Niduparas Erlang: Karena aku tak bisa jadi petani, tak
kuat angkat cangkul dan turun ke sawah, lagipula orangtuaku tak punya sawah,
jadi aku tak bisa jadi petani. Makanya aku nulis...
Kreativa: Haha.
boleh-boleh. Tentang ide dalam tulisanmu?
Niduparas Erlang: Ide mah dari mana saja. Tapi
memang aku labih banyak mencatat hal-hal yang remeh-temeh yang bisa ditemui di
mana saja: kecoak yang terjepit palang pintu, tumpahan kopi pada karpet ruang
tamu, kucing belang dua yang menggaruk-garuk mukanya dengan kaki-kanan belakangnya,
pecahan tembikar pengganjal kaki meja, cangkang kemiri yang kalah dan pecah,
dan lainnya. Biasanya catatan-catatan semacam itu cukup membantu ketika aku mau
menulis...
Kreativa: Di
luar itu, apa juga
menghindari tema petani dan kehidupan sosial lainnya?
Niduparas Erlang: Tidak
juga. Cerpen-cerpenku memang tidak secara eksplisit
membicarakan petani, tapi toh setting tempat yang juga tak
eksplisit itu berada di kampung-kampung yang tak jauh dari kehidupan petani
atau peladang. Sampai saat ini aku masih terus berupaya
menggali-gali khasanah di kampungku sendiri, mempelajari orang-orangnya,
kebiasaannya, cara-cara mereka beraktivitas dan sebagainya. Tapi rasanya ada juga aku
menyinggung soal petani. Misalnya dalam cerpen yang dulu dimuat Kreativa (Seruncing
Hangat Cengkeh-red) itu kan petani cengkeh, ada juga terkait petani
tembakau.
Kreativa: Termasuk
salah satu di antaranya ada banyak ditulis olehmu di La Rangku ya? Sejak
menjadi pemula dalam proses menulis, siapa saja penulis yang jadi “kiblatmu”?
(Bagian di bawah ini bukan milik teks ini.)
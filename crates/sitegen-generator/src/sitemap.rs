//! Sitemap generation.
//!
//! Writes `sitemap.xml` listing every rendered page by canonical URL, with
//! the page's publication date as `<lastmod>` when it has one.

use std::{fs, path::Path};

use sitegen_core::{Config, SitemapEntry};
use thiserror::Error;
use tracing::{debug, info};

/// File name of the generated sitemap.
pub const SITEMAP_FILE: &str = "sitemap.xml";

/// Sitemap generation errors.
#[derive(Debug, Error)]
pub enum SitemapError {
    /// IO error.
    #[error("IO error: {0}")]
    Io(#[from] std::io::Error),
}

/// Result type for sitemap operations.
pub type Result<T> = std::result::Result<T, SitemapError>;

/// Sitemap generator.
#[derive(Debug)]
pub struct SitemapGenerator {
    base_url: String,
}

impl SitemapGenerator {
    /// Create a new sitemap generator.
    #[must_use]
    pub fn new(config: &Config) -> Self {
        Self {
            base_url: config.base_url(),
        }
    }

    /// Generate sitemap XML, one `<url>` per entry in the given order.
    #[must_use]
    pub fn generate(&self, entries: &[SitemapEntry]) -> String {
        debug!(count = entries.len(), "generating sitemap");

        let mut xml = String::from(r#"<?xml version="1.0" encoding="UTF-8"?>"#);
        xml.push('\n');
        xml.push_str(r#"<urlset xmlns="http://www.sitemaps.org/schemas/sitemap/0.9">"#);
        xml.push('\n');

        for entry in entries {
            xml.push_str(&self.url_to_xml(entry));
        }

        xml.push_str("</urlset>\n");
        xml
    }

    /// Write `sitemap.xml` into `output_dir`.
    pub fn write(&self, entries: &[SitemapEntry], output_dir: &Path) -> Result<()> {
        info!(urls = entries.len(), "generating sitemap.xml");
        fs::write(output_dir.join(SITEMAP_FILE), self.generate(entries))?;
        Ok(())
    }

    fn url_to_xml(&self, entry: &SitemapEntry) -> String {
        let mut xml = String::from("  <url>\n");

        let loc = format!("{}{}", self.base_url, entry.url);
        xml.push_str(&format!("    <loc>{}</loc>\n", escape_xml(&loc)));

        if let Some(date) = &entry.date {
            xml.push_str(&format!("    <lastmod>{}</lastmod>\n", escape_xml(date)));
        }

        xml.push_str("  </url>\n");
        xml
    }
}

/// Escape special XML characters.
fn escape_xml(s: &str) -> String {
    s.replace('&', "&amp;")
        .replace('<', "&lt;")
        .replace('>', "&gt;")
        .replace('"', "&quot;")
        .replace('\'', "&apos;")
}
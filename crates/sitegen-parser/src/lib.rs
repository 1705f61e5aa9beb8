//! sitegen Parser Library
//!
//! Parsers for the two formats the generator understands: Markdown pages
//! with TOML front matter, and JSON data files.

pub mod data;
pub mod markdown;

use std::path::{Path, PathBuf};

pub use markdown::MarkdownParser;
use serde_json::Value;
use sitegen_core::{FileKind, PageContent, error::CoreError};
use thiserror::Error;
use tracing::trace;

/// Parser errors.
#[derive(Debug, Error)]
pub enum ParserError {
    /// Markdown or front matter parsing error.
    #[error("markdown error: {0}")]
    Markdown(#[from] markdown::MarkdownError),

    /// Data file parsing error.
    #[error("data error: {0}")]
    Data(#[from] CoreError),

    /// The file is not of the kind the parser was asked for.
    #[error("cannot parse {path} as {expected:?}, it is {actual:?}")]
    WrongKind {
        path: PathBuf,
        expected: FileKind,
        actual: FileKind,
    },
}

/// Result type for parser operations.
pub type Result<T> = std::result::Result<T, ParserError>;

/// Registry of the content parsers, dispatching on file kind.
#[derive(Debug, Default)]
pub struct ParserRegistry {
    markdown: MarkdownParser,
}

impl ParserRegistry {
    /// Create a new parser registry with default parsers.
    pub fn new() -> Self {
        Self {
            markdown: MarkdownParser::new(),
        }
    }

    /// Parse a markdown file into a page served at `url`.
    ///
    /// The page's `content`, `url` and `canonical` keys always come from the
    /// parse, even when the front matter defines keys of the same name.
    pub fn parse_page(&self, content: &str, path: &Path, url: &str) -> Result<PageContent> {
        expect_kind(path, FileKind::Markup)?;
        trace!(path = %path.display(), url, "parsing page");

        let (metadata, html) = self.markdown.parse(content, path)?;
        Ok(PageContent::new(metadata, html, url))
    }

    /// Parse a data file into a structured value.
    pub fn parse_data(&self, content: &str, path: &Path) -> Result<Value> {
        expect_kind(path, FileKind::Data)?;
        trace!(path = %path.display(), "parsing data file");

        Ok(data::parse_json(content, path)?)
    }

    /// Get the markdown parser.
    pub fn markdown(&self) -> &MarkdownParser {
        &self.markdown
    }
}

fn expect_kind(path: &Path, expected: FileKind) -> Result<()> {
    let actual = FileKind::from_path(path);
    if actual == expected {
        Ok(())
    } else {
        Err(ParserError::WrongKind {
            path: path.to_path_buf(),
            expected,
            actual,
        })
    }
}

#[cfg(test)]
mod tests {
    use serde_json::json;

    use super::*;

    #[test]
    fn test_parse_page() {
        let registry = ParserRegistry::new();
        let content = "+++\ntemplate = \"post\"\npublication_date = 2024-01-14\n+++\n# Hi\n";

        let page = registry
            .parse_page(content, Path::new("content/posts/hello.md"), "/posts/hello.html")
            .unwrap();

        assert_eq!(page.template(), Some("post"));
        assert_eq!(page.url(), "/posts/hello.html");
        assert_eq!(page.canonical(), "/posts/hello");
        assert_eq!(page.publication_date().as_deref(), Some("2024-01-14"));
        assert!(page.content().contains(">Hi</h1>"));
    }

    #[test]
    fn test_parse_page_index_canonical() {
        let registry = ParserRegistry::new();
        let page = registry
            .parse_page("Home", Path::new("content/index.md"), "/index.html")
            .unwrap();

        assert_eq!(page.canonical(), "/");
        assert!(page.metadata().is_empty());
    }

    #[test]
    fn test_parse_page_reserved_keys() {
        let registry = ParserRegistry::new();
        let content = "+++\nurl = \"/spoofed\"\ncontent = \"spoofed\"\n+++\nReal body";

        let page = registry
            .parse_page(content, Path::new("a.md"), "/a.html")
            .unwrap();

        let value = serde_json::to_value(&page).unwrap();
        assert_eq!(value["url"], json!("/a.html"));
        assert!(value["content"].as_str().unwrap().contains("Real body"));
    }

    #[test]
    fn test_parse_page_wrong_kind() {
        let registry = ParserRegistry::new();
        let result = registry.parse_page("{}", Path::new("data.json"), "/data.json");

        assert!(matches!(result, Err(ParserError::WrongKind { .. })));
    }

    #[test]
    fn test_parse_data() {
        let registry = ParserRegistry::new();
        let value = registry
            .parse_data(r#"{"title": "Menu"}"#, Path::new("menu.json"))
            .unwrap();

        assert_eq!(value["title"], json!("Menu"));
    }

    #[test]
    fn test_parse_data_error() {
        let registry = ParserRegistry::new();
        let result = registry.parse_data("nope", Path::new("menu.json"));

        assert!(matches!(result, Err(ParserError::Data(_))));
    }
}
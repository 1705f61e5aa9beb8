//! Sitegen Generator Library
//!
//! Static site generation engine for sitegen.
//!
//! # Modules
//!
//! - [`walker`] - Lazy content tree traversal
//! - [`collector`] - Content collection and static file copying
//! - [`assets`] - Byte-for-byte asset copying
//! - [`template`] - Page rendering through Jinja-style templates
//! - [`html`] - HTML pretty-printing
//! - [`sitemap`] - XML sitemap generation
//! - [`robots`] - robots.txt generation
//! - [`redirect`] - `.htaccess` host redirect generation
//! - [`build`] - Build orchestration

pub mod assets;
pub mod build;
pub mod collector;
pub mod html;
pub mod redirect;
pub mod robots;
pub mod sitemap;
pub mod template;
pub mod walker;

pub use build::{BuildError, BuildStats, Builder};
pub use collector::{ContentCollector, PendingPage, SiteContent};
pub use html::prettify;
pub use redirect::RedirectGenerator;
pub use robots::RobotsGenerator;
pub use sitemap::SitemapGenerator;
pub use template::{RenderContext, TemplateEngine, TemplateError};
pub use walker::walk_files;
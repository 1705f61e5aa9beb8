//! HTML pretty-printing for rendered pages.
//!
//! Pages are parsed with `tl` and printed back from its node tree. Block
//! elements go on their own lines, indented two spaces per nesting level. A
//! block holding only inline content stays on one line. ASCII whitespace in
//! text is collapsed except inside `code`, `kbd` and `samp`. `pre`,
//! `textarea`, `script` and `style` elements are copied verbatim.
//!
//! Tags, comments and anything the parser skips (such as the doctype) are
//! sliced from the source, so attribute text is never rewritten.

use std::ops::Range;

use tl::NodeHandle;
use tracing::warn;

/// Elements laid out inline with surrounding text.
const INLINE_ELEMENTS: &[&str] = &[
    "a", "abbr", "b", "bdi", "bdo", "br", "button", "cite", "code", "data", "del", "dfn", "em",
    "i", "img", "input", "ins", "kbd", "label", "mark", "q", "s", "samp", "select", "small",
    "span", "strong", "sub", "sup", "time", "u", "var", "wbr",
];

/// Elements that never have a closing tag.
const VOID_ELEMENTS: &[&str] = &[
    "area", "base", "br", "col", "embed", "hr", "img", "input", "link", "meta", "param", "source",
    "track", "wbr",
];

/// Elements whose content must not be reformatted.
const VERBATIM_ELEMENTS: &[&str] = &["pre", "script", "style", "textarea"];

/// Inline elements whose text keeps its whitespace.
const PRESERVE_WHITESPACE: &[&str] = &["code", "kbd", "samp"];

const INDENT: &str = "  ";

fn is_inline(name: &str) -> bool {
    INLINE_ELEMENTS.contains(&name)
}

fn is_void(name: &str) -> bool {
    VOID_ELEMENTS.contains(&name)
}

/// Re-indent an HTML document.
///
/// Input the parser rejects is returned unchanged.
pub fn prettify(html: &str) -> String {
    let dom = match tl::parse(html, tl::ParserOptions::default()) {
        Ok(dom) => dom,
        Err(e) => {
            warn!(error = ?e, "could not parse rendered HTML, writing it unformatted");
            return html.to_string();
        }
    };

    let tree = Tree {
        src: html,
        parser: dom.parser(),
    };
    let nodes = tree.children(dom.children(), 0..html.len());

    let mut out = Printer::default();
    out.print(&nodes);
    out.finish()
}

/// Document node, borrowing its text from the source.
#[derive(Debug, Clone, PartialEq, Eq)]
enum Node<'a> {
    Text(&'a str),
    /// Printed on a line of its own, unchanged.
    Markup(&'a str),
    Element {
        name: String,
        open: &'a str,
        /// Empty for void and unclosed elements.
        close: &'a str,
        children: Vec<Node<'a>>,
    },
}

impl Node<'_> {
    fn is_inline(&self) -> bool {
        match self {
            Self::Text(_) => true,
            Self::Markup(_) => false,
            Self::Element { name, children, .. } => {
                is_inline(name) && children.iter().all(Node::is_inline)
            }
        }
    }

    fn write_inline(&self, out: &mut String, preserve: bool) {
        match self {
            Self::Text(text) if preserve => out.push_str(text),
            Self::Text(text) => collapse_into(out, text),
            Self::Markup(raw) => out.push_str(raw),
            Self::Element {
                name,
                open,
                close,
                children,
            } => {
                out.push_str(open);
                let preserve = preserve || PRESERVE_WHITESPACE.contains(&name.as_str());
                for child in children {
                    child.write_inline(out, preserve);
                }
                out.push_str(close);
            }
        }
    }
}

/// Converts the `tl` tree into [`Node`]s by source position.
struct Tree<'a, 'p> {
    src: &'a str,
    parser: &'p tl::Parser<'a>,
}

impl<'a> Tree<'a, '_> {
    /// Convert sibling nodes lying inside `region`. Source between them that
    /// has no node of its own is kept as text or markup.
    fn children(&self, handles: &[NodeHandle], region: Range<usize>) -> Vec<Node<'a>> {
        let mut nodes = Vec::new();
        let mut cursor = region.start;

        for handle in handles {
            let Some(node) = handle.get(self.parser) else {
                continue;
            };
            let Some(span) = self.span(node) else {
                continue;
            };
            if span.start < cursor || span.end > region.end {
                continue;
            }

            self.push_gap(&mut nodes, cursor..span.start);
            cursor = span.end;
            nodes.push(self.convert(node, span));
        }

        self.push_gap(&mut nodes, cursor..region.end);
        nodes
    }

    fn convert(&self, node: &tl::Node<'a>, span: Range<usize>) -> Node<'a> {
        match node {
            tl::Node::Tag(tag) => self.element(tag, span),
            tl::Node::Raw(_) => Node::Text(&self.src[span]),
            tl::Node::Comment(_) => Node::Markup(&self.src[span]),
        }
    }

    fn element(&self, tag: &tl::HTMLTag<'a>, span: Range<usize>) -> Node<'a> {
        let name = tag.name().as_utf8_str().to_ascii_lowercase();
        let raw = &self.src[span.clone()];
        if VERBATIM_ELEMENTS.contains(&name.as_str()) {
            return Node::Markup(raw);
        }

        let close_start = closing_tag_start(raw, &name).map_or(span.end, |i| span.start + i);
        let handles: Vec<NodeHandle> = tag.children().top().iter().copied().collect();
        let open_end = handles
            .iter()
            .filter_map(|h| h.get(self.parser))
            .filter_map(|n| self.span(n))
            .map(|r| r.start)
            .find(|&start| start > span.start && start <= close_start)
            .unwrap_or(close_start);

        Node::Element {
            children: self.children(&handles, open_end..close_start),
            name,
            open: &self.src[span.start..open_end],
            close: &self.src[close_start..span.end],
        }
    }

    fn push_gap(&self, nodes: &mut Vec<Node<'a>>, gap: Range<usize>) {
        if gap.is_empty() {
            return;
        }
        let text = &self.src[gap];
        if text.trim_ascii().is_empty() {
            nodes.push(Node::Text(text));
        } else {
            nodes.push(Node::Markup(text));
        }
    }

    /// Byte range of a node within the source.
    fn span(&self, node: &tl::Node<'a>) -> Option<Range<usize>> {
        match node {
            tl::Node::Tag(tag) => self.offset(tag.raw().as_bytes()),
            tl::Node::Raw(text) => self.offset(text.as_bytes()),
            tl::Node::Comment(text) => self
                .offset(text.as_bytes())
                .map(|range| self.widen_comment(range)),
        }
    }

    fn offset(&self, bytes: &[u8]) -> Option<Range<usize>> {
        let start = (bytes.as_ptr() as usize).checked_sub(self.src.as_ptr() as usize)?;
        let end = start.checked_add(bytes.len())?;
        let valid = end <= self.src.len()
            && self.src.is_char_boundary(start)
            && self.src.is_char_boundary(end);
        valid.then_some(start..end)
    }

    /// Include the `<!--` and `-->` fences when the parser left them out.
    fn widen_comment(&self, range: Range<usize>) -> Range<usize> {
        if self.src[..range.start].ends_with("<!--") && self.src[range.end..].starts_with("-->") {
            range.start - 4..range.end + 3
        } else {
            range
        }
    }
}

/// Offset of the `</name>` tag ending `raw`, if it has one.
fn closing_tag_start(raw: &str, name: &str) -> Option<usize> {
    let start = raw.rfind("</")?;
    let closing = raw[start + 2..].strip_suffix('>')?;
    (start > 0 && closing.trim_ascii_end().eq_ignore_ascii_case(name)).then_some(start)
}

#[derive(Debug, Default)]
struct Printer {
    out: String,
    pending: String,
    depth: usize,
}

impl Printer {
    fn print(&mut self, nodes: &[Node<'_>]) {
        for node in nodes {
            self.node(node);
        }
    }

    fn node(&mut self, node: &Node<'_>) {
        match node {
            Node::Text(text) => collapse_into(&mut self.pending, text),
            Node::Markup(raw) => self.line(raw),
            Node::Element { name, .. } if is_inline(name) => {
                node.write_inline(&mut self.pending, false);
            }
            Node::Element {
                name,
                open,
                children,
                ..
            } if is_void(name) => {
                self.line(open);
                self.print(children);
            }
            Node::Element { children, .. } if children.iter().all(Node::is_inline) => {
                self.flush();
                let mut line = String::new();
                node.write_inline(&mut line, false);
                self.line(&line);
            }
            Node::Element {
                open,
                close,
                children,
                ..
            } => {
                self.line(open);
                self.depth += 1;
                self.print(children);
                self.flush();
                self.depth -= 1;
                self.line(close);
            }
        }
    }

    /// Write pending inline content as its own line.
    fn flush(&mut self) {
        let pending = std::mem::take(&mut self.pending);
        self.write(&pending);
    }

    /// Flush, then write `raw` on a line of its own.
    fn line(&mut self, raw: &str) {
        self.flush();
        self.write(raw);
    }

    fn write(&mut self, line: &str) {
        let line = line.trim_ascii();
        if line.is_empty() {
            return;
        }
        for _ in 0..self.depth {
            self.out.push_str(INDENT);
        }
        self.out.push_str(line);
        self.out.push('\n');
    }

    fn finish(mut self) -> String {
        self.flush();
        self.out
    }
}

/// Append `text` with runs of ASCII whitespace folded to one space.
fn collapse_into(out: &mut String, text: &str) {
    for c in text.chars() {
        if c.is_ascii_whitespace() {
            if !out.ends_with(' ') {
                out.push(' ');
            }
        } else {
            out.push(c);
        }
    }
}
Niduparas Erlang: Beberapa
iya. Kalau ditanya kiblat dalam menulis aku tak bisa jawab. Aku
membaca karya para penulis pendahulu, tapi apakah aku berkiblat pada salah
satunya, rasanya tidak. Dulu aku menyukai gaya Puthut EA, lalu menyukai gaya Linda
Christanty, James Joyce, Kafka, Umberto Eco, Budi Darma, Hamsad Rangkuti, Trianto
Twiwikromo, Nukila Amal, dll. Tapi rasanya aku tidak berkiblat juga. Mungkin sebagian
mempengaruhiku, mungkin juga tidak.
Kreativa: Iya,
tampaknya aku melihat Puthut EA di dalam cerpenmu Sesuatu Retak di Senja
itu. Tapi itu tak menghilangkan ke-Nidu-anmu. Termasuk banyak penulis lainnya,
termasuk Betrand Russel sekalipun. Dalam
menghadapi hambatan menulis, kamu menyikapinya seperti apa?
Niduparas Erlang: Kalau
mentok menulis, aku jalan-jalan, nonton, kencan-kencan, godain perempuan. Hehehe...
Beberapa tulisan malah harus mengalami riset
kecil-kecilan...
Kreativa: Berarti
kewartawananmu sekarang semakin mendukung apa tidak dalam menulis cerpen? ada
beberapa cerpenmu yang kamu maksud harus melalui riset kecil?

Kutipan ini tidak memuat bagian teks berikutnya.